Look in the data below for the line that contains "application and forget". Copy that line and the remaining lines exactly.

Saved data entries

_ _ _

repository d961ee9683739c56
pub mod pages;
use async_trait::async_trait;
use axum::http::{header::LOCATION, HeaderMap, HeaderValue, StatusCode};
use axum::response::{IntoResponse, Response};
use tracing::warn;

use crate::middleware::RequestContext;

/// Identity claimed by the request, as extracted by the wrapped
/// authenticator. Verification is the surrounding pipeline's business.
#[derive(Clone, Debug, PartialEq, Eq)]
pub struct ClientIdentity {
    pub login: String,
}

/// Result of the challenge hook: a status and header set, with the redirect
/// target (if any) carried in the `Location` header.
#[derive(Clone, Debug)]
pub struct Challenge {
    pub status: StatusCode,
    pub headers: HeaderMap,
}

impl Challenge {
    /// 302 redirect to `location`, carrying `headers` along.
    pub fn redirect(location: &str, mut headers: HeaderMap) -> Self {
        let value = HeaderValue::from_str(location).unwrap_or_else(|_| {
            warn!("Redirect target is not a valid header value, falling back to /");
            HeaderValue::from_static("/")
        });
        headers.insert(LOCATION, value);
        Self {
            status: StatusCode::FOUND,
            headers,
        }
    }

    pub fn location(&self) -> Option<String> {
        self.headers
            .get(LOCATION)
            .and_then(|value| value.to_str().ok())
            .map(str::to_owned)
    }

    /// The header set with any `Location` removed, ready to be re-targeted.
    pub fn without_location(&self) -> HeaderMap {
        let mut headers = self.headers.clone();
        headers.remove(LOCATION);
        headers
    }
}

impl IntoResponse for Challenge {
    fn into_response(self) -> Response {
        (self.status, self.headers).into_response()
    }
}

/// Hook points of the authentication pipeline. `FriendlyForm` wraps another
/// implementation and layers its redirect behavior on top by delegation.
#[async_trait]
pub trait Authenticator: Send + Sync {
    /// Invoked once per request before any handler runs. May mutate the
    /// context (pending redirect, counter, hidden query string).
    async fn identify(&self, ctx: &mut RequestContext) -> Option<ClientIdentity>;

    /// Invoked when the pipeline decides the request must be challenged.
    /// Receives the pending response status plus the application and forget
    /// header sets from downstream.
    async fn challenge(
        &self,
        ctx: &mut RequestContext,
        status: StatusCode,
        app_headers: &HeaderMap,
        forget_headers: &HeaderMap,
    ) -> Option<Challenge>;
}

_ _ _

- [Result of the task]:
    /// Receives the pending response status plus the application and forget
    /// header sets from downstream.
    async fn challenge(
        &self,
        ctx: &mut RequestContext,
        status: StatusCode,
        app_headers: &HeaderMap,
        forget_headers: &HeaderMap,
    ) -> Option<Challenge>;
}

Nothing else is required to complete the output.